Sufficiently strong, elastic stitch, which is in most household machines with a needle hole width of 5. 7 mm. To make the zigzag join stitch look neat, the length and width of the stitch on knitwear should be reduced to 1.5. 2 mm.

Compared to the classic zigzag stitch, this variation is more durable and elastic, as more needle punctures are required to form the seam. As a rule, interrupted zigzag stitch is used for stitching high-stretch knitwear: microfiber, biflex, and for sewing elastic bands on underwear and swimwear. The length and width of the interrupted zigzag should be adjusted on a sample to achieve the right balance between the appearance of the stitch and its functionality.

Ideal for finishing and fixing stitches on the face of a garment. On the outside it looks like two parallel straight stitches, on the inside it looks like a zigzag stitch, which gives the stitch the necessary (but less than a full zigzag) elasticity, and binds the stitches together.

When sewing knitwear, only twin needles that are properly marked and suitable for stretch fabrics should be selected. The standard width of the zigzag in most machines is 5 mm, therefore, for them you can use double needles of width from 2.5 to 4 mm.
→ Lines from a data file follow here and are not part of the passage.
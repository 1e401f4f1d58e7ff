//! Error types for argument declarations and matcher usage.
//!
//! Observed argument vectors that break a restriction are not errors; they
//! are reported as [`Violation`](crate::Violation) values instead.

use serde::{Deserialize, Serialize};
use thiserror::Error;

/// Main error type for declaring and querying argument trees.
#[derive(Error, Debug, Clone, PartialEq, Eq, Serialize, Deserialize)]
pub enum ArgSpecError {
    /// A delimiter was empty or contained an alphanumeric character
    #[error("Invalid delimiter '{0}': must be non-empty and contain no alphanumeric characters")]
    InvalidDelimiter(String),

    /// A specification with this hierarchy already exists in the registry
    #[error("A specification with hierarchy {0} is already registered")]
    DuplicateHierarchy(u32),

    /// A specification with this delimiter already exists in the registry
    #[error("A specification with delimiter '{0}' is already registered")]
    DuplicateDelimiter(String),

    /// An argument with this command already exists for the specification
    #[error("Argument '{command}' is already registered for hierarchy {hierarchy}")]
    DuplicateArgument { command: String, hierarchy: u32 },

    /// Argument names must contain at least one non-whitespace character
    #[error("Argument name must not be empty or whitespace")]
    EmptyArgumentName,

    /// The specification does not belong to this registry
    #[error("Specification with hierarchy {0} is not registered")]
    UnknownSpecification(u32),

    /// A call-chain or grouping parent chain had no arguments
    #[error("Call-chain must contain at least one argument")]
    EmptyChain,

    /// Parameter count bounds where the minimum exceeds the maximum
    #[error("Invalid parameter bounds: min {min} is greater than max {max}")]
    InvalidBounds { min: usize, max: usize },

    /// Mutually exclusive presence options were combined
    #[error("Conflicting presence options: {0}")]
    ConflictingOptions(String),

    /// Option bits that do not correspond to any presence policy
    #[error("Unrecognized presence options: {0:#04x}")]
    UnrecognizedOptions(u8),
}

/// Result type alias for declaration and matcher operations
pub type Result<T> = std::result::Result<T, ArgSpecError>;
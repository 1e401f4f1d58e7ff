//! Property-based tests for segment, parameter and presence matching.
//!
//! Streams are drawn from a small vocabulary of declared commands, one
//! undeclared switch and free values so that nesting, repeats and unknown
//! switches all show up regularly.

use std::sync::Arc;

use argspec_core::{Argument, FoundOptions, Registry};
use proptest::prelude::*;

struct Declarations {
    registry: Registry,
    convert: Arc<Argument>,
    input: Arc<Argument>,
    output: Arc<Argument>,
    absent: Arc<Argument>,
}

fn declarations() -> Declarations {
    let mut registry = Registry::new();
    let root = registry.add_specification(0, "--").unwrap();
    let child = registry.add_specification(1, "-").unwrap();
    Declarations {
        convert: registry.add_argument(&root, "convert").unwrap(),
        input: registry.add_argument(&child, "in").unwrap(),
        output: registry.add_argument(&child, "out").unwrap(),
        absent: registry.add_argument(&child, "absent").unwrap(),
        registry,
    }
}

/// Generate a single token: declared switches, an unknown switch or a value
fn token_strategy() -> impl Strategy<Value = String> {
    prop_oneof![
        Just("--convert".to_string()),
        Just("-in".to_string()),
        Just("-out".to_string()),
        Just("-bogus".to_string()),
        "[a-z]{1,6}\\.[a-z]{2}",
    ]
}

fn stream_strategy() -> impl Strategy<Value = Vec<String>> {
    prop::collection::vec(token_strategy(), 0..12)
}

proptest! {
    #[test]
    fn absent_argument_is_never_found(tokens in stream_strategy()) {
        let d = declarations();
        let matcher = d.registry.matcher();

        prop_assert!(matcher.segment(&d.absent, &tokens).is_empty());
        prop_assert!(matcher.params(&d.absent, &tokens).is_empty());
        prop_assert!(!matcher.found(&d.absent, FoundOptions::empty(), &tokens).unwrap());
    }

    #[test]
    fn segment_is_idempotent(tokens in stream_strategy()) {
        let d = declarations();
        let matcher = d.registry.matcher();

        for argument in [&d.convert, &d.input, &d.output] {
            let once = matcher.segment(argument, &tokens);
            let twice = matcher.segment(argument, once);
            prop_assert_eq!(once, twice);
        }
    }

    #[test]
    fn chain_params_are_stable(tokens in stream_strategy()) {
        let d = declarations();
        let matcher = d.registry.matcher();
        let chain = vec![d.convert.clone(), d.input.clone()];

        let first = matcher.chain_params(&chain, &tokens).to_vec();
        let second = matcher.chain_params(&chain, &tokens).to_vec();
        prop_assert_eq!(&first, &second);

        // parameters are never switches of any tier
        prop_assert!(first.iter().all(|token| !token.starts_with('-')));
    }

    #[test]
    fn segment_starts_with_the_command(tokens in stream_strategy()) {
        let d = declarations();
        let matcher = d.registry.matcher();

        let segment = matcher.segment(&d.input, &tokens);
        if let Some(first) = segment.first() {
            prop_assert_eq!(first.as_str(), "-in");
            prop_assert!(segment[1..].iter().all(|token| !token.starts_with('-')));
        }
    }

    #[test]
    fn conflicting_children_options_always_error(tokens in stream_strategy()) {
        let d = declarations();
        let options = FoundOptions::WITH_CHILDREN | FoundOptions::WITHOUT_CHILDREN;
        prop_assert!(d.registry.matcher().found(&d.convert, options, &tokens).is_err());
    }

    #[test]
    fn children_options_partition_presence(tokens in stream_strategy()) {
        let d = declarations();
        let matcher = d.registry.matcher();

        let present = matcher.found(&d.convert, FoundOptions::empty(), &tokens).unwrap();
        let with = matcher.found(&d.convert, FoundOptions::WITH_CHILDREN, &tokens).unwrap();
        let without = matcher.found(&d.convert, FoundOptions::WITHOUT_CHILDREN, &tokens).unwrap();
        prop_assert_eq!(present, with || without);
        prop_assert!(!(with && without));
    }

    #[test]
    fn occurrences_cover_every_root_command(tokens in stream_strategy()) {
        let d = declarations();
        let matcher = d.registry.matcher();

        let expected = tokens.iter().filter(|token| *token == "--convert").count();
        prop_assert_eq!(matcher.occurrences(&d.convert, &tokens).count(), expected);
    }
}
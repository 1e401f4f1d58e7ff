//! Restrictions pairing two groupings.

use crate::argument::Grouping;
use crate::matcher::Matcher;

use super::{Restriction, Violation};

fn pair_message(first: &Grouping, second: &Grouping) -> String {
    format!("{} | {}", first, second)
}

/// Two groupings that must not both be present.
#[derive(Debug, Clone)]
pub struct IllegalComboRestriction {
    first: Grouping,
    second: Grouping,
}

impl IllegalComboRestriction {
    pub fn new(first: Grouping, second: Grouping) -> Self {
        Self { first, second }
    }
}

impl Restriction for IllegalComboRestriction {
    fn kind(&self) -> &'static str {
        "IllegalComboRestriction"
    }

    fn violations(&self, matcher: &Matcher<'_>, tokens: &[String]) -> Vec<Violation> {
        if matcher.is_grouping_present(&self.first, tokens)
            && matcher.is_grouping_present(&self.second, tokens)
        {
            vec![Violation::new(self.kind(), pair_message(&self.first, &self.second))]
        } else {
            Vec::new()
        }
    }
}

/// Two groupings that must appear together or not at all.
#[derive(Debug, Clone)]
pub struct MandatedComboRestriction {
    first: Grouping,
    second: Grouping,
}

impl MandatedComboRestriction {
    pub fn new(first: Grouping, second: Grouping) -> Self {
        Self { first, second }
    }
}

impl Restriction for MandatedComboRestriction {
    fn kind(&self) -> &'static str {
        "MandatedComboRestriction"
    }

    fn violations(&self, matcher: &Matcher<'_>, tokens: &[String]) -> Vec<Violation> {
        let first = matcher.is_grouping_present(&self.first, tokens);
        let second = matcher.is_grouping_present(&self.second, tokens);
        if first != second {
            vec![Violation::new(self.kind(), pair_message(&self.first, &self.second))]
        } else {
            Vec::new()
        }
    }
}
//! Registry of declared tiers and arguments.
//!
//! The registry is the sole owner of specification and argument identity.
//! Every insert checks uniqueness first and leaves the registry untouched
//! when the check fails. Registration takes `&mut self`, so a registry that
//! is shared across threads has to sit behind a lock for the duration of
//! setup.

use std::sync::Arc;

use tracing::debug;

use crate::argument::Argument;
use crate::compare::StringComparison;
use crate::error::{ArgSpecError, Result};
use crate::specification::Specification;

/// Declared tiers and arguments, plus the default comparison policy.
#[derive(Debug, Clone, Default)]
pub struct Registry {
    specifications: Vec<Arc<Specification>>,
    arguments: Vec<Arc<Argument>>,
    comparison: StringComparison,
}

impl Registry {
    /// Create an empty registry using ordinal comparison
    pub fn new() -> Self {
        Self::default()
    }

    /// Create an empty registry with a different default comparison policy
    pub fn with_comparison(comparison: StringComparison) -> Self {
        Self {
            comparison,
            ..Self::default()
        }
    }

    pub fn comparison(&self) -> StringComparison {
        self.comparison
    }

    /// Declare a new tier.
    pub fn add_specification(
        &mut self,
        hierarchy: u32,
        delimiter: &str,
    ) -> Result<Arc<Specification>> {
        let specification = Specification::new(hierarchy, delimiter)?;

        if self
            .specifications
            .iter()
            .any(|existing| existing.hierarchy() == hierarchy)
        {
            debug!(hierarchy, "rejected duplicate hierarchy");
            return Err(ArgSpecError::DuplicateHierarchy(hierarchy));
        }

        if self
            .specifications
            .iter()
            .any(|existing| existing.delimiter() == delimiter)
        {
            debug!(delimiter, "rejected duplicate delimiter");
            return Err(ArgSpecError::DuplicateDelimiter(delimiter.to_string()));
        }

        let specification = Arc::new(specification);
        self.specifications.push(specification.clone());
        Ok(specification)
    }

    /// Declare a new argument on a registered tier.
    pub fn add_argument(
        &mut self,
        specification: &Arc<Specification>,
        name: &str,
    ) -> Result<Arc<Argument>> {
        self.insert_argument(Argument::new(specification.clone(), name)?)
    }

    /// Declare a new argument with a description.
    pub fn add_described_argument(
        &mut self,
        specification: &Arc<Specification>,
        name: &str,
        description: &str,
    ) -> Result<Arc<Argument>> {
        let argument = Argument::new(specification.clone(), name)?.with_description(description);
        self.insert_argument(argument)
    }

    fn insert_argument(&mut self, argument: Argument) -> Result<Arc<Argument>> {
        let specification = argument.specification();
        if !self
            .specifications
            .iter()
            .any(|existing| existing.as_ref() == specification.as_ref())
        {
            return Err(ArgSpecError::UnknownSpecification(specification.hierarchy()));
        }

        let duplicate = self.arguments.iter().any(|existing| {
            existing.specification() == specification
                && self.comparison.equals(existing.command(), argument.command())
        });
        if duplicate {
            debug!(command = argument.command(), "rejected duplicate argument");
            return Err(ArgSpecError::DuplicateArgument {
                command: argument.command().to_string(),
                hierarchy: specification.hierarchy(),
            });
        }

        let argument = Arc::new(argument);
        self.arguments.push(argument.clone());
        Ok(argument)
    }

    pub fn specifications(&self) -> &[Arc<Specification>] {
        &self.specifications
    }

    pub fn arguments(&self) -> &[Arc<Argument>] {
        &self.arguments
    }

    /// All declared delimiters, in declaration order
    pub fn delimiters(&self) -> impl Iterator<Item = &str> {
        self.specifications.iter().map(|spec| spec.delimiter())
    }

    /// The tier with the lowest hierarchy value
    pub fn root_specification(&self) -> Option<&Arc<Specification>> {
        self.specifications.iter().min_by_key(|spec| spec.hierarchy())
    }

    /// Arguments declared on the given tier
    pub fn arguments_of<'a>(
        &'a self,
        specification: &'a Specification,
    ) -> impl Iterator<Item = &'a Arc<Argument>> {
        self.arguments
            .iter()
            .filter(move |argument| argument.specification().as_ref() == specification)
    }

    /// Find the argument whose command equals `command`
    pub fn find_argument(
        &self,
        command: &str,
        comparison: StringComparison,
    ) -> Option<&Arc<Argument>> {
        self.arguments
            .iter()
            .find(|argument| comparison.equals(argument.command(), command))
    }

    pub fn is_known_command(&self, command: &str, comparison: StringComparison) -> bool {
        self.find_argument(command, comparison).is_some()
    }

    /// Tier a token belongs to: the specification with the longest
    /// delimiter that prefixes the token.
    pub fn classify(
        &self,
        token: &str,
        comparison: StringComparison,
    ) -> Option<&Arc<Specification>> {
        self.specifications
            .iter()
            .filter(|spec| comparison.starts_with(token, spec.delimiter()))
            .max_by_key(|spec| spec.delimiter().len())
    }

    /// Whether the token begins with any declared delimiter
    pub fn has_known_delimiter(&self, token: &str, comparison: StringComparison) -> bool {
        self.delimiters()
            .any(|delimiter| comparison.starts_with(token, delimiter))
    }
}
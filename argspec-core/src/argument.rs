//! Arguments, call-chains and groupings.

use std::fmt;
use std::sync::Arc;

use crate::error::{ArgSpecError, Result};
use crate::specification::Specification;

/// A named switch bound to one tier.
///
/// The command is derived from the tier's delimiter and the name, so an
/// argument `in` on the `-` tier is matched by the token `-in`.
#[derive(Debug, Clone, PartialEq, Eq)]
pub struct Argument {
    specification: Arc<Specification>,
    name: String,
    command: String,
    description: Option<String>,
}

impl Argument {
    /// Create an argument; the name must contain a non-whitespace character
    pub fn new(specification: Arc<Specification>, name: impl Into<String>) -> Result<Self> {
        let name = name.into();
        if name.trim().is_empty() {
            return Err(ArgSpecError::EmptyArgumentName);
        }

        let command = format!("{}{}", specification.delimiter(), name);
        Ok(Self {
            specification,
            name,
            command,
            description: None,
        })
    }

    pub fn with_description(mut self, description: impl Into<String>) -> Self {
        self.description = Some(description.into());
        self
    }

    pub fn specification(&self) -> &Arc<Specification> {
        &self.specification
    }

    pub fn name(&self) -> &str {
        &self.name
    }

    /// The token that matches this argument: delimiter followed by name
    pub fn command(&self) -> &str {
        &self.command
    }

    pub fn description(&self) -> Option<&str> {
        self.description.as_deref()
    }

    pub fn delimiter(&self) -> &str {
        self.specification.delimiter()
    }
}

impl fmt::Display for Argument {
    fn fmt(&self, f: &mut fmt::Formatter<'_>) -> fmt::Result {
        f.write_str(&self.command)
    }
}

/// Join the commands of a call-chain with single spaces.
pub fn join_commands(chain: &[Arc<Argument>]) -> String {
    chain
        .iter()
        .map(|argument| argument.command())
        .collect::<Vec<_>>()
        .join(" ")
}

/// One legal combination of a parent call-chain and the children that may
/// appear inside it.
///
/// A grouping is not a wildcard: two different legal child sets under the
/// same parent are two groupings.
#[derive(Debug, Clone, PartialEq, Eq)]
pub struct Grouping {
    parent_chain: Vec<Arc<Argument>>,
    children: Vec<Arc<Argument>>,
    description: Option<String>,
}

impl Grouping {
    pub fn new(parent_chain: Vec<Arc<Argument>>, children: Vec<Arc<Argument>>) -> Result<Self> {
        if parent_chain.is_empty() {
            return Err(ArgSpecError::EmptyChain);
        }

        Ok(Self {
            parent_chain,
            children,
            description: None,
        })
    }

    /// A grouping consisting of a single parent with no children
    pub fn single(parent: Arc<Argument>) -> Self {
        Self {
            parent_chain: vec![parent],
            children: Vec::new(),
            description: None,
        }
    }

    pub fn with_description(mut self, description: impl Into<String>) -> Self {
        self.description = Some(description.into());
        self
    }

    pub fn parent_chain(&self) -> &[Arc<Argument>] {
        &self.parent_chain
    }

    pub fn children(&self) -> &[Arc<Argument>] {
        &self.children
    }

    pub fn description(&self) -> Option<&str> {
        self.description.as_deref()
    }

    /// Parent chain followed by children
    pub fn flattened(&self) -> Vec<Arc<Argument>> {
        self.parent_chain
            .iter()
            .chain(self.children.iter())
            .cloned()
            .collect()
    }

    /// Commands of the flattened grouping, in declaration order
    pub fn commands(&self) -> Vec<&str> {
        self.parent_chain
            .iter()
            .chain(self.children.iter())
            .map(|argument| argument.command())
            .collect()
    }
}

impl fmt::Display for Grouping {
    fn fmt(&self, f: &mut fmt::Formatter<'_>) -> fmt::Result {
        f.write_str(&self.commands().join(" "))
    }
}

#[cfg(test)]
mod tests {
    use super::*;

    fn tiers() -> (Arc<Specification>, Arc<Specification>) {
        (
            Arc::new(Specification::new(0, "--").unwrap()),
            Arc::new(Specification::new(1, "-").unwrap()),
        )
    }

    #[test]
    fn test_command_is_delimiter_plus_name() {
        let (root, _) = tiers();
        let convert = Argument::new(root, "convert").unwrap();
        assert_eq!(convert.command(), "--convert");
        assert_eq!(convert.delimiter(), "--");
        assert_eq!(convert.to_string(), "--convert");
    }

    #[test]
    fn test_rejects_blank_names() {
        let (_, child) = tiers();
        assert_eq!(
            Argument::new(child.clone(), ""),
            Err(ArgSpecError::EmptyArgumentName)
        );
        assert_eq!(
            Argument::new(child, " \t"),
            Err(ArgSpecError::EmptyArgumentName)
        );
    }

    #[test]
    fn test_grouping_requires_parent() {
        let (_, child) = tiers();
        let input = Arc::new(Argument::new(child, "in").unwrap());
        assert_eq!(
            Grouping::new(Vec::new(), vec![input]),
            Err(ArgSpecError::EmptyChain)
        );
    }

    #[test]
    fn test_grouping_flattening() {
        let (root, child) = tiers();
        let convert = Arc::new(Argument::new(root, "convert").unwrap());
        let input = Arc::new(Argument::new(child.clone(), "in").unwrap());
        let output = Arc::new(Argument::new(child, "out").unwrap());

        let grouping = Grouping::new(vec![convert], vec![input, output])
            .unwrap()
            .with_description("convert a file");

        assert_eq!(grouping.commands(), vec!["--convert", "-in", "-out"]);
        assert_eq!(grouping.flattened().len(), 3);
        assert_eq!(grouping.to_string(), "--convert -in -out");
        assert_eq!(grouping.description(), Some("convert a file"));
        assert_eq!(join_commands(grouping.parent_chain()), "--convert");
    }
}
CONTOUR KNIT (ELASTIC) STITCH

Looks like a straight stitch, with only a slight, barely noticeable slant. Such a stitch works well for sewing vertical lines. Sewing in horizontal positions can distort the fabric. To minimize stretching, let the machine advance the fabric by itself, controlling only the direction of travel, but not the speed of feed of the knit fabric.

Most overlocks and sewing machines have a differential feed function which allows the fabric to be slightly stretched or compressed to suit the application. It makes it easier to move the knit under the presser foot and reduces the risk of the stitching on the layers to be sewn in relation to each other.

In domestic sewing machines, the fabric is fed by a toothed rack that advances the fabric towards the needle. When sewing two or more layers of fabric, the lower moves faster than the upper, resulting in a slight, but noticeable landing on the knitted fabric, the needle skips stitches and tears the thread.

The solution to this problem is to use special feet. They do not just glide over the top layer of material, but push it through in sync with the toothed rail. On sale there are different options that fit into most modern sewing machines. The best is considered the top feeder, the use of which makes the feeding of the fabric even and allows you to sew knitted materials in a straight line without pre-sewing. An alternative to such a device is a stepping foot, equipped with a silicone overlay, which reduces the risk of missing stitches and simplifies the process of moving the material.

Only special needles with a rounded point are suitable for sewing knitwear, because they do not pierce the fibers of the material, but push them apart, thus maintaining the integrity of the fabric.

Let’s look at the classification of these needles using products from the German company Schmetz:

Jersey needles are for 100% cotton or low-stretch material with up to 10% polyester;

Stretch. for work with kulirnoy smooth, cashmere, ribbon, footer, which contain more than 10% of polyester and / or present elastane fibers;

Super Stretch for stretch fabrics with a lot of elastane (biflex, linen mesh).

Stretch Twin Needle. twin needles for elastic sartan, cashmere, ribbon, footer.

When purchasing needles, pay attention not only to the letter designation, but also to the numbers on the package. Pattern numbers 90 for heavy knitwear or fleece, 80 for three-stranded buttonholes, double needlepoint and heavy biflex. 75. for worsted smoothie, microfiber, mesh, knitted guipure, and other fine fabrics.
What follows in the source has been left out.